La marque des grands réalisateurs est de savoir sans arrêt se réinventer, et surprendre le public là où celui n’attend justement plus aucune surprise. La première chose qui vient à l’esprit lorsque l’on s’apprête à aller voir un film de Spielberg où il est question d’extraterrestres, est sans nul doute que ces derniers soient de gentils petit gars. Oubliez tout çà  ! War of the Worlds n’a rien d’un film léger à la ET. Loin de là au contraire, c’est une œuvre d’une noirceur sans pareil. Le genre de noirceur qu’il est étonnant de retrouver dans un blockbuster US de l’été. Justement : sous ses aspects de grosse machine, War of the Worlds est bien plus que ça. Avant d’être un film spectaculaire, c’est un film social.

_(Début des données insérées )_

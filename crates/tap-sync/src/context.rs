//! Engine façade
//!
//! [`SyncContext`] is the one object an application holds. It owns the
//! command channel to the sync actor, the shared [`StateStore`] and the event
//! broadcast. Tearing the engine down is explicit: [`SyncContext::shutdown`].

use std::sync::Arc;
use std::time::Duration;

use tap_protocol::{Channel, ServiceDefinition};
use tokio::sync::{broadcast, mpsc, oneshot};
use tokio::task::JoinHandle;
use tracing::{debug, info};

use crate::actor::{run_sync_actor, SyncCommand, SyncStatus};
use crate::config::SyncConfig;
use crate::error::SyncError;
use crate::events::SyncEvent;
use crate::settings::{CachedSettings, SettingsProvider};
use crate::state::{Link, LinkId};
use crate::store::StateStore;
use crate::transport::{Transport, TransportSink};

/// Command queue depth
const COMMAND_CAPACITY: usize = 256;

/// Event broadcast depth; slow listeners lag rather than block the engine
const EVENT_CAPACITY: usize = 256;

/// Handle to a running sync engine
pub struct SyncContext {
    cmd_tx: mpsc::Sender<SyncCommand>,
    store: StateStore,
    events: broadcast::Sender<SyncEvent>,
    settings: Arc<dyn SettingsProvider>,
    config: SyncConfig,
    actor: Option<JoinHandle<()>>,
}

impl SyncContext {
    /// Publish the tapper service on `transport` and start the sync actor
    ///
    /// Must be called from within a tokio runtime.
    pub fn start(
        config: SyncConfig,
        transport: Arc<dyn Transport>,
        settings: Arc<dyn SettingsProvider>,
    ) -> Result<Self, SyncError> {
        let service = ServiceDefinition::tapper();
        transport.register_service(&service)?;
        info!(
            "Registered service {} with {} characteristics",
            service.service_id,
            service.characteristics.len()
        );

        let store = StateStore::new();
        let (events, _) = broadcast::channel(EVENT_CAPACITY);
        let (cmd_tx, cmd_rx) = mpsc::channel(COMMAND_CAPACITY);

        let actor = tokio::spawn(run_sync_actor(
            config.clone(),
            transport,
            store.clone(),
            events.clone(),
            cmd_tx.downgrade(),
            cmd_rx,
        ));

        Ok(Self {
            cmd_tx,
            store,
            events,
            settings,
            config,
            actor: Some(actor),
        })
    }

    /// Sink the transport uses to deliver inbound events
    pub fn transport_sink(&self) -> TransportSink {
        TransportSink::new(self.cmd_tx.clone())
    }

    /// Register an event listener
    pub fn subscribe(&self) -> broadcast::Receiver<SyncEvent> {
        self.events.subscribe()
    }

    /// Shared state store
    pub fn store(&self) -> &StateStore {
        &self.store
    }

    /// Engine configuration
    pub fn config(&self) -> &SyncConfig {
        &self.config
    }

    /// Check if the actor still accepts commands
    pub fn is_running(&self) -> bool {
        !self.cmd_tx.is_closed()
    }

    async fn send(&self, cmd: SyncCommand) -> Result<(), SyncError> {
        self.cmd_tx
            .send(cmd)
            .await
            .map_err(|_| SyncError::ActorClosed)
    }

    /// Set one channel and push it to every link
    ///
    /// The value is clamped to the channel's range; the stored value is
    /// returned. Speed goes through the alternation scheduler.
    pub async fn set_channel(&self, channel: Channel, value: i32) -> Result<u8, SyncError> {
        if channel == Channel::Speed {
            self.set_speed(value).await?;
            return Ok(self.store.get(Channel::Speed));
        }

        let value = channel.clamp_value(value);
        self.store.set(channel, value);
        debug!("Set {}={}", channel, value);
        self.send(SyncCommand::PushChannels {
            channels: vec![channel],
        })
        .await?;
        Ok(value)
    }

    /// Set speed, push it, and restart the side toggle; returns the toggle period
    pub async fn set_speed(&self, speed: i32) -> Result<Duration, SyncError> {
        let (response, rx) = oneshot::channel();
        self.send(SyncCommand::SetSpeed { speed, response }).await?;
        rx.await.map_err(|_| SyncError::ActorClosed)
    }

    /// Start or stop a session and broadcast the full state
    pub async fn set_running(&self, running: bool) -> Result<(), SyncError> {
        let flag = u8::from(running);
        self.store
            .set_many(&[(Channel::StartStop, flag), (Channel::TapperOnOff, flag)]);
        info!("Session {}", if running { "started" } else { "stopped" });
        self.broadcast_all().await
    }

    /// Enter or leave pressure mode
    pub async fn set_pressure_mode(&self, enabled: bool) -> Result<(), SyncError> {
        self.send(SyncCommand::SetPressureMode { enabled }).await
    }

    /// Broadcast the full cascade to every link
    pub async fn broadcast_all(&self) -> Result<(), SyncError> {
        self.send(SyncCommand::BroadcastAll).await
    }

    /// Apply cached settings, stop any session, and broadcast the result
    ///
    /// Returns the settings applied, if usable ones were found.
    pub async fn send_initial_state(&self) -> Result<Option<CachedSettings>, SyncError> {
        let cached = self.cached_settings();
        if let Some(settings) = &cached {
            settings.apply_to(&self.store);
            debug!("Applied cached settings: {:?}", settings);
        }
        self.store
            .set_many(&[(Channel::StartStop, 0), (Channel::TapperOnOff, 0)]);
        self.broadcast_all().await?;
        Ok(cached)
    }

    /// Store and broadcast the fixed hardware test pattern
    pub async fn send_test_pattern(&self) -> Result<(), SyncError> {
        self.store.set_many(&[
            (Channel::StartStop, 1),
            (Channel::TapperOnOff, 1),
            (Channel::BuzzFlag, 1),
            (Channel::BuzzIntensity, 127),
            (Channel::BuzzDuration, 2),
            (Channel::LightFlag, 1),
            (Channel::LightIntensity, 127),
            (Channel::LightDuration, 2),
            (Channel::SoundFlag, 1),
            (Channel::SoundIntensity, 127),
            (Channel::SoundDuration, 2),
            (Channel::PressureFlag, 0),
            (Channel::PressureIntensity, 2),
            (Channel::PressureDuration, 2),
            (Channel::Speed, 25),
        ]);
        info!("Sending test pattern");
        self.broadcast_all().await
    }

    /// Ask for a reconnection attempt for `link`
    pub async fn request_reconnect(&self, link: LinkId) -> Result<(), SyncError> {
        self.send(SyncCommand::RequestReconnect { link }).await
    }

    /// Saved settings, if usable ones exist
    pub fn cached_settings(&self) -> Option<CachedSettings> {
        self.settings.load().filter(CachedSettings::is_usable)
    }

    /// Save speed and intensities from the store
    pub fn persist_settings(&self) -> Result<CachedSettings, SyncError> {
        let settings = CachedSettings::from_store(&self.store);
        self.settings.save(&settings)?;
        debug!("Saved settings: {:?}", settings);
        Ok(settings)
    }

    /// Snapshot of links, liveness and batteries
    pub async fn status(&self) -> Result<SyncStatus, SyncError> {
        let (response, rx) = oneshot::channel();
        self.send(SyncCommand::QueryStatus { response }).await?;
        rx.await.map_err(|_| SyncError::ActorClosed)
    }

    /// Snapshot of the link table
    pub async fn links(&self) -> Result<Vec<Link>, SyncError> {
        Ok(self.status().await?.links)
    }

    /// Stop the actor and every task it started
    pub async fn shutdown(mut self) {
        let _ = self.cmd_tx.send(SyncCommand::Shutdown).await;
        if let Some(actor) = self.actor.take() {
            let _ = actor.await;
        }
    }
}

impl Drop for SyncContext {
    fn drop(&mut self) {
        if self.actor.is_some() {
            let _ = self.cmd_tx.try_send(SyncCommand::Shutdown);
        }
    }
}

impl std::fmt::Debug for SyncContext {
    fn fmt(&self, f: &mut std::fmt::Formatter<'_>) -> std::fmt::Result {
        f.debug_struct("SyncContext")
            .field("config", &self.config)
            .field("running", &self.is_running())
            .finish()
    }
}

Ce sont ici les tréfonds de l’âme humaine qui sont exploités dans tout ce que celle-ci a de plus sombre. Spielberg se lâche et range les bons sentiments au placard. Certaines des séquences - notamment celle de l’attaque de la voiture des héros par une foule en colère - vous fera penser très vite à celle de l’attaque du camion dans L’Armée des morts. La foule y est ici sans visage et animée par un seul sentiment - celui de la haine. L’homme, dans des situations extrêmes, peut se montrer encore pire que n’importe quel animal. Spielberg l’a compris, et le démontre avec une violence peu commune pour un réalisateur tel que lui. Si l’on aurait donc pu s’attendre à un bridage, il n’en est rien. Mais ce n’est que la partie émergée de l’iceberg. La vraie force de l’histoire se cache dans l’interprétation de Tom Cruise et de sa petite famille. Car bien avant d’être l’histoire d’une attaque extraterrestre contre la Terre, War of the Worlds est l’histoire d’un homme qui réalise ce que c’est d’être un père, et ce qu’il peut être amené à faire pour protéger ses enfants. Les épreuves que Cruise traverse durant ce film auraient de quoi en laisser plus d’un pantois. Ce qui frappe aussi dès le départ est le traitement accordé à son personnage. Pour un acteur de son calibre, on pouvait craindre que celui-ci soit tourné en héros ou en une sorte d’icône américaine défendant les valeurs de l’oncle Sam.Rien de tout cela n’arrive dans le film. Nous sommes face à un homme, avec ses forces et ses défauts comme vous et moi ; il est profondément humain et c’est cela qui rend l’attache émotionnelle envers l’histoire encore plus forte.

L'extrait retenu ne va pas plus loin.